DATA SUPPLIED START
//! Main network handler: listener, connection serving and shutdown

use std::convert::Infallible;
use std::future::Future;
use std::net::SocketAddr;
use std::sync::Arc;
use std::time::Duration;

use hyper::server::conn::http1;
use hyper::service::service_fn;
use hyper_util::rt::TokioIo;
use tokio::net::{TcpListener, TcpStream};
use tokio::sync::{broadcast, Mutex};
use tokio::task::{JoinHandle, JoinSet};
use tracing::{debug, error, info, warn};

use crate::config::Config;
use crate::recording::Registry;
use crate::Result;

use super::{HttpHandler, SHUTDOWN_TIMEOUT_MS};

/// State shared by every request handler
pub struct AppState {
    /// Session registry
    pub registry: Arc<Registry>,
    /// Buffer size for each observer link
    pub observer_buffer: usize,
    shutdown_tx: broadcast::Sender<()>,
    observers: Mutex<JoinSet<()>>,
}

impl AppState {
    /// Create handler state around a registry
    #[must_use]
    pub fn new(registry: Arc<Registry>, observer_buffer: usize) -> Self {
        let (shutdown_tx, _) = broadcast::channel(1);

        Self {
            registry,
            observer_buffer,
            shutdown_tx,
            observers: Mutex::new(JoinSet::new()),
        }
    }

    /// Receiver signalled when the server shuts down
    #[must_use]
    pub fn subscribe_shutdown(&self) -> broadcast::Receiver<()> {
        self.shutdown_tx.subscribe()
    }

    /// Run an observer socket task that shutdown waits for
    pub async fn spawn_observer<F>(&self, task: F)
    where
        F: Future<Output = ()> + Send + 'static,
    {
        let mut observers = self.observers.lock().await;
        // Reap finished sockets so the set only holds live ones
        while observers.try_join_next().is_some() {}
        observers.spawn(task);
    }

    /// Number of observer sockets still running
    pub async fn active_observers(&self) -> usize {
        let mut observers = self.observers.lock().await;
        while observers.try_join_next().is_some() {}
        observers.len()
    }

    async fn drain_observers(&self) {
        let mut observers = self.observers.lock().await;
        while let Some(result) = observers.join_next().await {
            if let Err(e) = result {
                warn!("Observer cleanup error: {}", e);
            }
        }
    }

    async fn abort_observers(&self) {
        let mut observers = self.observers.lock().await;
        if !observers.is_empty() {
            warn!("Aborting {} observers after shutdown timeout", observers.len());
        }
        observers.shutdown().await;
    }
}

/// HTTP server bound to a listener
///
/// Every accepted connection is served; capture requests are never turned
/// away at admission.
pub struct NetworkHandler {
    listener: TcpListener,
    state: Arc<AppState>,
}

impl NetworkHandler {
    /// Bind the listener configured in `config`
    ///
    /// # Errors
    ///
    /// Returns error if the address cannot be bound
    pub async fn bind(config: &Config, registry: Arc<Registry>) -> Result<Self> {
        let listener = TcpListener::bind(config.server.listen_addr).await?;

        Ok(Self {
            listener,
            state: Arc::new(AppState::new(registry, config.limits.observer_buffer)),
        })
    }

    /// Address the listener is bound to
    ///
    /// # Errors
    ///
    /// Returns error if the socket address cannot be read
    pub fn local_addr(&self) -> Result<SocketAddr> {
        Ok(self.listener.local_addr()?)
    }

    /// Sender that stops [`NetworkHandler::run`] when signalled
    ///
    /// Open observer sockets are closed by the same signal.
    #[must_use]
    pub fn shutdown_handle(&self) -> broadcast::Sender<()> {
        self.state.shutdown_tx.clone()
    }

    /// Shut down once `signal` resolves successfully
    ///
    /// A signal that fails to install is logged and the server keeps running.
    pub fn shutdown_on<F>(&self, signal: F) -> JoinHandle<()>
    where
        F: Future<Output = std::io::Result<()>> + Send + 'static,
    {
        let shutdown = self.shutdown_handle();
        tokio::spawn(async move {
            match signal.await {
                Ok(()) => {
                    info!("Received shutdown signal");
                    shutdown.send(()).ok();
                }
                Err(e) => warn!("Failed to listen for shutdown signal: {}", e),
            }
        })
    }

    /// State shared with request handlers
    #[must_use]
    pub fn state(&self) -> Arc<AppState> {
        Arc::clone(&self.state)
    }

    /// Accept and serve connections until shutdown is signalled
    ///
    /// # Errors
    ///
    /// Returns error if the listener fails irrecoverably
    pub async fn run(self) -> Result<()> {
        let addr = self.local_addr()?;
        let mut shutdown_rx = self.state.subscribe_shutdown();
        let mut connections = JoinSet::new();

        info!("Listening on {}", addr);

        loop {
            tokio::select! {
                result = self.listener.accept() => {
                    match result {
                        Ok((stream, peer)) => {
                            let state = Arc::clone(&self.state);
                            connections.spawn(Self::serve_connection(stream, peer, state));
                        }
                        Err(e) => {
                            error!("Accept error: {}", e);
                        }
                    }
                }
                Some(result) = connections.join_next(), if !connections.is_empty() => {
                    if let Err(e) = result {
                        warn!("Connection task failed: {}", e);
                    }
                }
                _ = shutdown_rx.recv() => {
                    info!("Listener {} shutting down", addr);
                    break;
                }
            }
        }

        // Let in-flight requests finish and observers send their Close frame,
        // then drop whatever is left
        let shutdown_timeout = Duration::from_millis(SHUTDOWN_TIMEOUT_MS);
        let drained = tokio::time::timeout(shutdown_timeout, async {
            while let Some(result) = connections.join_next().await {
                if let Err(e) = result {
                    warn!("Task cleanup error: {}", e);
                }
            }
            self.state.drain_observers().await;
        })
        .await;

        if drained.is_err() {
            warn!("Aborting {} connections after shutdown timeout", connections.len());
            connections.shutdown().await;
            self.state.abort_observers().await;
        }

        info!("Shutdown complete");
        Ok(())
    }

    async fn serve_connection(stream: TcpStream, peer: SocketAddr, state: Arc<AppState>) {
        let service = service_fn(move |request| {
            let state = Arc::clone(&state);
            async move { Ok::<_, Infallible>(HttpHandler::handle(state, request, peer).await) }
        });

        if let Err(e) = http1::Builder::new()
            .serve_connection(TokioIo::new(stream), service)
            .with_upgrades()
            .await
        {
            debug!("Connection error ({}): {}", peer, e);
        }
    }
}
DATA SUPPLIED END
WHAT YOU WILL DO →
Above are the records; report each line in them that includes the word "static".

TASK RESPONSE →
        F: Future<Output = ()> + Send + 'static,
        F: Future<Output = std::io::Result<()>> + Send + 'static,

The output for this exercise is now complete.